Es bien sabido que una de las armas de la diplomacia es la política de gestos. Así lo entiende Rabat. En el momento en que la industria gallega de la pesca está amenazada por los efectos del hundimiento del Prestige, a los que cabe añadir los causados por la ineficacia y descoordinación de las autoridades, tanto de las autonómicas como las de Madrid, Mohamed VI ofrece sus aguas a pesqueros afectados por la catástrofe.
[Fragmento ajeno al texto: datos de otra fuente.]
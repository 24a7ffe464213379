use std::{fmt, sync::Arc};

use crate::{
    expr::{AggregateFunction, ColumnRef, Expression, ScalarExpr},
    query::SelectItem,
};

/// A table visible in a query under an alias.
#[derive(Clone, PartialEq, Eq, Hash)]
pub struct Source {
    pub table: Arc<str>,
    pub alias: Arc<str>,
}

impl Source {
    pub fn new(table: &str, alias: &str) -> Self {
        Self { table: Arc::from(table.to_ascii_lowercase()), alias: Arc::from(alias) }
    }

    /// Typed column of this source.
    pub fn column<T>(&self, name: &str) -> Expression<T> {
        Expression::from_node(ScalarExpr::Column(ColumnRef::new(&self.alias, name)))
    }

    /// Named relationship owned by this source, used as a join path.
    pub fn relation(&self, name: &str) -> Relation {
        Relation { owner: Arc::clone(&self.alias), name: Arc::from(name) }
    }

    /// `COUNT(*)` over the rows of the query.
    pub fn count(&self) -> Expression<i64> {
        Expression::from_node(ScalarExpr::aggregate(AggregateFunction::Count, None, false))
    }

    /// Entity projection item: every column of this source.
    pub fn all(&self) -> SelectItem {
        SelectItem::AllColumns { source: self.clone() }
    }
}

impl fmt::Debug for Source {
    fn fmt(&self, f: &mut fmt::Formatter<'_>) -> fmt::Result {
        write!(f, "Source({} {})", self.table, self.alias)
    }
}

/// Relationship `name` of the source aliased `owner`.
#[derive(Debug, Clone, PartialEq, Eq, Hash)]
pub struct Relation {
    pub owner: Arc<str>,
    pub name: Arc<str>,
}
use thiserror::Error;

/// Reasons a query or mutation cannot be built. Raised only by `build()`.
#[derive(Debug, Clone, PartialEq, Eq, Error)]
pub enum BuildError {
    #[error("query has no source; call from() first")]
    NoSource,
    #[error("query has no projection items")]
    NoProjection,
    #[error("invalid identifier '{0}'")]
    InvalidIdentifier(String),
    #[error("alias '{0}' is used by more than one source")]
    DuplicateAlias(String),
    #[error("{clause} references unknown source '{alias}'")]
    UnknownSource { alias: String, clause: &'static str },
    #[error("relation '{relation}' is owned by unknown source '{owner}'")]
    UnknownRelationOwner { owner: String, relation: String },
    #[error("join of '{alias}' needs an ON condition")]
    MissingJoinCondition { alias: String },
    #[error("on() called before any join")]
    OnWithoutJoin,
    #[error("cross join of '{alias}' cannot carry an ON condition")]
    OnCrossJoin { alias: String },
    #[error("fetch_join() called before any join")]
    FetchWithoutJoin,
    #[error("fetch join of '{alias}' is invalid: {reason}")]
    InvalidFetchJoin { alias: String, reason: &'static str },
    #[error("aggregate functions are not allowed in {clause}")]
    MisplacedAggregate { clause: &'static str },
    #[error("group by requires an aggregate in the projection, having or order by")]
    GroupByWithoutAggregate,
    #[error("having requires group by or aggregates")]
    HavingWithoutGrouping,
    #[error("{clause} expression '{expr}' is neither grouped nor aggregated")]
    NotGrouped { expr: String, clause: &'static str },
    #[error("entity projection of '{alias}' is not allowed in a grouped query")]
    EntityInGroupedQuery { alias: String },
    #[error("subquery must project exactly one scalar column")]
    SubqueryNotScalar,
    #[error("projection label '{0}' is used by more than one item")]
    DuplicateLabel(String),
    #[error("projection item {index} has no field name; give it an alias")]
    MissingFieldName { index: usize },
    #[error("cannot assign '{column}': not a column of '{target}'")]
    InvalidAssignment { column: String, target: String },
    #[error("update sets no columns")]
    NoAssignments,
}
Es lo que cabe esperar de un buen vecino. Pero este gesto marroquí, más allá de sus limitados efectos prácticos, tiene una intención que sobrepasa el problema concreto del Prestige. Cuando España y Marruecos llevan 20 meses casi sin hablarse, sin embajadores, con desplantes diplomáticos y escaramuzas militares por ambas partes en nombre de la soberanía y la bandera, la solidaridad marroquí es una manera de romper el hielo, de decir sin palabras que hay una voluntad de volver a encauzar las relaciones.

Este ofrecimiento de Rabat, sumado a la reciente entrevista entre los ministros de Exteriores de ambos países y a la creación de grupos de trabajo, marcan un inicio. Pero el camino por recorrer es muy largo. Harán falta más gestos, y de ambas partes.